Adobe Premiere Pro is my favorite because it’s very advanced in regards to clipping. You can clip more precisely and it has a lot of helpful features. It’s used for a lot of movies that are professionally edited and I understand why. I’m really glad I taught myself how to use it. I was playing around with it a lot during quarantine and I finally got the hang of it. Now I can actually make stuff that I want. But it wouldn’t hurt to relearn the less advanced [softwares] because it’s not the editing software that makes the video. I like to make montages and movie edits, like the ones they have on Instagram. I post my projects on an Instagram account, though not that much. The last thing I posted on it was an Encanto edit to the song “The Adults Are Talking” by The Strokes.

You produce Word in the Halls videos for Voices. What was your favorite Word in the Halls edition? How do you find and approach interviewees?

Sometimes it’s easy to find people, but sometimes it’s really hard. When Brady, Noah, and I were doing the February video, we couldn’t find a willing freshman so we only ended up interviewing four people instead of five (one from each grade and a teacher). I joined Voices last year during the pandemic. It was a little easier back then to find a willing subject who would record themselves answering the question. Now, you go up to people randomly and they’re not prepared so it’s more of a billy-on-the-street feel to it. I like it better now, though, because I’ve developed my style and I have certain sound effects and background colors that are in my inventory. The best ones were October 2021 and February 2022. I started asking people their favorite movies in holiday months because I’ve become quite a movie buff over the years.


What do you look for in a good movie?

A good movie is something I learn from or can apply to my real life. Not necessarily educational, but I can understand this character’s personal struggle. Through this person’s character development, I can take that into my own life. But also if I can tell people put a lot of work into it, like movies that have good cinematography. Even if they’re bad in a technical way, I can still have fun watching them, like Rocky Horror and Earth Girls are Easy.

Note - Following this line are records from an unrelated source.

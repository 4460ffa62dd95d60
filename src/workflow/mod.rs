//! 工作流层：数据模型、状态图与顶层执行器

pub mod executor;
pub mod graph;
pub mod types;

pub use executor::WorkflowExecutor;
pub use graph::{next_node, GraphNode, WorkflowGraph};
pub use types::{
    ExecutionPlan, ExecutionResult, ExecutionStep, NodeDeclaration, ResponseMetadata,
    ResponseType, StepOutcome, StructuredAiResponse, WorkflowExecutionResult,
};
//! Mock LLM 客户端（用于测试与离线演示，无需 API）
//!
//! MockLlmClient 回显最后一条 User 消息并按字符数估算用量；
//! FailingLlmClient 恒定失败，用于验证顶层兜底路径。

use async_trait::async_trait;

use crate::core::message::{last_user_content, Message};
use crate::llm::{estimate_tokens, Completion, CompletionUsage, LlmClient, LlmError};

/// Mock 客户端：回显用户最后一条消息
#[derive(Debug, Default)]
pub struct MockLlmClient;

#[async_trait]
impl LlmClient for MockLlmClient {
    async fn complete(&self, messages: &[Message]) -> Result<Completion, LlmError> {
        let last_user = last_user_content(messages);
        let prompt_chars: u64 = messages.iter().map(|m| m.content.chars().count() as u64).sum();
        let text = format!("Echo from Mock: {}", last_user);
        Ok(Completion {
            usage: Some(CompletionUsage {
                input_tokens: (prompt_chars / 4).max(1),
                output_tokens: estimate_tokens(&text),
            }),
            text,
        })
    }
}

/// 恒定失败客户端：模拟后端不可用
#[derive(Debug, Default)]
pub struct FailingLlmClient;

#[async_trait]
impl LlmClient for FailingLlmClient {
    async fn complete(&self, _messages: &[Message]) -> Result<Completion, LlmError> {
        Err(LlmError::Request("simulated backend failure".to_string()))
    }
}
//! chat 节点适配器
//!
//! 携带节点声明里的人设作为 system 提示词，把入参消息发给 LLM 并回传回复。

use std::sync::Arc;

use async_trait::async_trait;
use serde_json::Value;

use crate::config::ModelPricing;
use crate::core::message::Message;
use crate::llm::LlmClient;
use crate::tools::registry::{string_arg, Tool, ToolOutput};
use crate::workflow::types::NodeDeclaration;

pub struct ChatTool {
    name: String,
    personality: Option<String>,
    llm: Arc<dyn LlmClient>,
    pricing: ModelPricing,
}

impl ChatTool {
    pub fn new(node: &NodeDeclaration, llm: Arc<dyn LlmClient>, pricing: ModelPricing) -> Self {
        Self {
            name: format!("chat_{}", node.id),
            personality: node
                .data
                .get("personality")
                .and_then(|v| v.as_str())
                .map(String::from),
            llm,
            pricing,
        }
    }
}

#[async_trait]
impl Tool for ChatTool {
    fn name(&self) -> &str {
        &self.name
    }

    fn description(&self) -> &str {
        "Send a message to a conversational model and return its reply. Args: {\"message\": \"...\"}"
    }

    fn parameters_schema(&self) -> Value {
        serde_json::json!({
            "type": "object",
            "properties": {
                "message": { "type": "string", "description": "Message to send" }
            },
            "required": ["message"]
        })
    }

    async fn execute(&self, args: Value) -> Result<ToolOutput, String> {
        let message = string_arg(&args, &["message", "text", "input"])
            .map(String::from)
            .unwrap_or_else(|| args.to_string());

        let mut messages = Vec::new();
        if let Some(personality) = &self.personality {
            messages.push(Message::system(personality.clone()));
        }
        messages.push(Message::user(message));

        let completion = self.llm.complete(&messages).await.map_err(|e| e.to_string())?;
        let mut output = ToolOutput::new(serde_json::json!({ "response": completion.text }));
        if let Some(usage) = completion.usage {
            output = output.with_usage(usage, self.pricing.cost(&usage));
        }
        Ok(output)
    }
}
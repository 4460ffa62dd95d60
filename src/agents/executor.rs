//! Executor：按计划顺序执行工具，容忍单步失败
//!
//! 步骤严格顺序执行（后续步骤可能依赖前面的副作用）；每一步必产出恰好一条结果，
//! 失败不会中断剩余步骤。工具自报的用量与成本并入运行总计。

use std::sync::Arc;

use crate::core::state::{AgentState, Phase, StateUpdate, TokenUsage};
use crate::core::AgentError;
use crate::tools::ToolRegistry;
use crate::workflow::types::ExecutionResult;

/// 工具名动词前缀；剥掉后得到注册表里的裸节点 id
const TOOL_VERB_PREFIXES: &[&str] = &["generate_image_", "analyze_text_", "llm_process_", "chat_"];

/// "chat_c1" -> "c1"；没有已知前缀时原样返回
pub fn strip_verb_prefix(tool_name: &str) -> &str {
    for prefix in TOOL_VERB_PREFIXES {
        if let Some(rest) = tool_name.strip_prefix(prefix) {
            return rest;
        }
    }
    tool_name
}

/// Executor Agent：持有本次运行的工具注册表
pub struct ExecutorAgent {
    registry: Arc<ToolRegistry>,
}

impl ExecutorAgent {
    pub fn new(registry: Arc<ToolRegistry>) -> Self {
        Self { registry }
    }

    /// execute(state) -> 部分更新：本批结果（latest_results 覆盖、execution_history 追加）、
    /// current_step = Executed。空计划合法，产出空批次。
    pub async fn execute(&self, state: &AgentState) -> Result<StateUpdate, AgentError> {
        let steps = state
            .plan
            .as_ref()
            .map(|p| p.steps.clone())
            .unwrap_or_default();

        let mut results = Vec::with_capacity(steps.len());
        let mut token_usage = TokenUsage::default();
        let mut model_costs = 0.0;

        for step in steps {
            let tool_id = strip_verb_prefix(&step.tool_name);
            let Some(tool) = self.registry.get(tool_id) else {
                tracing::warn!(tool_name = %step.tool_name, "tool not found in registry");
                results.push(ExecutionResult::failed(step, "Tool not found"));
                continue;
            };

            match tool.execute(step.parameters.clone()).await {
                Ok(output) => {
                    if let Some(usage) = output.usage {
                        token_usage.add(TokenUsage {
                            input: usage.input_tokens,
                            output: usage.output_tokens,
                        });
                        model_costs += output.cost;
                    }
                    results.push(ExecutionResult::success(step, output.value));
                }
                Err(error) => {
                    tracing::warn!(tool_name = %step.tool_name, %error, "tool execution failed");
                    results.push(ExecutionResult::failed(step, error));
                }
            }
        }

        tracing::info!(
            workflow_id = %state.workflow_id,
            total = results.len(),
            failed = results.iter().filter(|r| r.is_failed()).count(),
            "executor finished batch"
        );

        Ok(StateUpdate {
            execution_history: results.clone(),
            latest_results: Some(results),
            current_step: Some(Phase::Executed),
            token_usage,
            model_costs,
            ..Default::default()
        })
    }
}
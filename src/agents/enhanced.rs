//! 增强对话路径：单次调用产出结构化回复
//!
//! system 提示词强制要求六段标签输出，原始文本交给纯解析器（structured.rs）。
//! 模型调用失败时返回固定兜底：道歉文本 + error 类别 + confidence 0.3，
//! 本 Agent 对外不抛错 —— 它本身就是顶层的最后一道兜底。

use std::sync::Arc;

use crate::config::ModelPricing;
use crate::core::message::{last_user_content, Message};
use crate::core::state::{AgentState, StateUpdate};
use crate::llm::LlmClient;
use crate::workflow::types::{ResponseMetadata, ResponseType, StructuredAiResponse};

use super::structured::parse_structured_response;

/// 模型调用失败时的兜底置信度
const FALLBACK_CONFIDENCE: f32 = 0.3;

const STRUCTURED_PROMPT: &str = "\
You are a helpful assistant. You MUST structure every reply with exactly these \
tagged sections, in this order:

<thinking>Your private reasoning about the request.</thinking>
<objectives>Goals for this reply, separated by semicolons.</objectives>
<response>The reply shown to the user.</response>
<summary>One-sentence summary of the exchange.</summary>
<confidence>A number between 0 and 1.</confidence>
<metadata>
response_type: one of greeting, question, task, conversation, error
requires_followup: true or false
suggested_actions: comma-separated follow-up suggestions
</metadata>";

pub struct EnhancedConversationalAgent {
    llm: Arc<dyn LlmClient>,
    pricing: ModelPricing,
}

impl EnhancedConversationalAgent {
    pub fn new(llm: Arc<dyn LlmClient>, pricing: ModelPricing) -> Self {
        Self { llm, pricing }
    }

    /// 一次调用 + 确定性解析；永不失败。
    /// 返回结构化回复与本次调用的状态增量（用量 / 消息）。
    pub async fn generate_structured_response(
        &self,
        state: &AgentState,
    ) -> (StructuredAiResponse, StateUpdate) {
        let user_input = last_user_content(&state.messages).to_string();
        let messages = vec![
            Message::system(STRUCTURED_PROMPT.to_string()),
            Message::user(user_input.clone()),
        ];

        match self.llm.complete(&messages).await {
            Ok(completion) => {
                let (token_usage, model_costs) = super::usage_delta(&completion, self.pricing);
                let structured = parse_structured_response(&completion.text, &user_input);
                let update = StateUpdate {
                    messages: vec![Message::assistant(structured.response.clone())],
                    token_usage,
                    model_costs,
                    ..Default::default()
                };
                (structured, update)
            }
            Err(e) => {
                tracing::warn!(error = %e, "structured response call failed, using fixed fallback");
                (Self::error_fallback(&e.to_string()), StateUpdate::default())
            }
        }
    }

    /// 模型不可用时的固定兜底回复
    fn error_fallback(error: &str) -> StructuredAiResponse {
        StructuredAiResponse {
            response: "I apologize, but I'm having trouble processing your request right now. \
                       Please try again in a moment."
                .to_string(),
            thinking: Some(error.to_string()),
            objectives: None,
            summary: None,
            confidence: Some(FALLBACK_CONFIDENCE),
            metadata: ResponseMetadata {
                response_type: ResponseType::Error,
                requires_followup: true,
                suggested_actions: Vec::new(),
            },
        }
    }
}

#[cfg(test)]
mod tests {
    use super::*;
    use crate::llm::{Completion, FailingLlmClient, LlmClient, LlmError};
    use async_trait::async_trait;

    struct TaggedLlm;

    #[async_trait]
    impl LlmClient for TaggedLlm {
        async fn complete(&self, _messages: &[Message]) -> Result<Completion, LlmError> {
            Ok(Completion::new(
                "<response>Bonjour!</response><confidence>0.8</confidence>\
                 <metadata>\nresponse_type: greeting\n</metadata>",
            ))
        }
    }

    fn state() -> AgentState {
        AgentState::new(vec![Message::user("Hi!")], "w", "s", "u", Vec::new())
    }

    #[tokio::test]
    async fn tagged_reply_is_parsed_into_structured_response() {
        let agent = EnhancedConversationalAgent::new(Arc::new(TaggedLlm), ModelPricing::default());
        let (structured, update) = agent.generate_structured_response(&state()).await;
        assert_eq!(structured.response, "Bonjour!");
        assert_eq!(structured.metadata.response_type, ResponseType::Greeting);
        assert_eq!(update.messages.len(), 1);
    }

    #[tokio::test]
    async fn llm_failure_yields_fixed_error_fallback() {
        let agent =
            EnhancedConversationalAgent::new(Arc::new(FailingLlmClient), ModelPricing::default());
        let (structured, _) = agent.generate_structured_response(&state()).await;
        assert_eq!(structured.metadata.response_type, ResponseType::Error);
        assert!(structured.metadata.requires_followup);
        assert_eq!(structured.confidence, Some(0.3));
        assert!(structured.thinking.unwrap().contains("simulated backend failure"));
    }
}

They’re dumb but on purpose.


Do you have any other hobbies?

I can draw. I don’t do that as much since I have less time but I also cook and I experimented with a lot of different recipes during the pandemic. If I move away for college, my goal is to learn how to make mac and cheese and maybe a chicken.


What are your favorite movies at the moment?

Thelma and Louise (TW: sexual assault) because I remember being empowered by it. People see it as a feminist movie and a few years back MFC used to show it. I see myself in the characters even though they’re middle aged white women. From an adolescent standpoint, I can take away the themes of self-discovery and not allowing yourself to be put in a box.

Alien because the main character, Ellen Ripley, pushed through even when she was terrified through all the chaos. I wanted to be that resilient.

Luca, the Disney movie. Like Thelma and Louise, it’s about identity and discovering yourself. I really liked the colors in that one. He reminded me of me when I was his age, 13 or 14, the goody-two-shoes.

Beetlejuice is kind of cheesy but I appreciate how much work went into it with the stop motion and the design of the creatures. Barbara, Adam, and Lydia are my favorites because I took something unexpected away from it: you need to find the silver lining. Barbara and Adam died and it was a huge inconvenience, but then they met Lydia and it was the one positive that a family moved into their old house.

Encanto; I could see myself in Mirabel because she was the only one who didn’t have a gift. She didn’t feel special. She was constantly struggling with if she was good enough, and that’s honestly how I felt at this school for a really long time. At Masterman it felt like there were times when everyone was smarter than me, like imposter syndrome.


How do you handle feelings of imposter syndrome?

I remember that I am not my grades and I am not what I accomplish right now. I still have my whole future ahead of me. I don’t have to be a prodigy right now. What I really have to stop doing is comparing myself. Just last week I was thinking that I hadn’t done enough or left a mark on Masterman. But I have, and it might not be as much as other people but that’s okay. The fact that I’m here means a lot. I deserve to be here as much as the next person.


What are your next steps?

I wouldn’t mind staying in or around the city for college. Technically I’m undecided, but I’m going to explore and see what’s out there. I wouldn’t mind studying computer/data science as a major, with a film minor. When I did an AI program virtually from the Mark Cuban foundation this year, they were telling us how important it is to have different voices in the AI industry because technology impacts so many different people. I say that I’m passionate about representation, but I was only thinking about it from a film standpoint. I didn’t realize that other fields like data science needed it just as much.


What would your superpower be if you could have one?

Teleportation.


Describe your perfect day.

I would go on a road trip with my friends listening to our favorite songs down the highway with a really cool car. I can’t drive yet but that’s what’s motivating me to learn.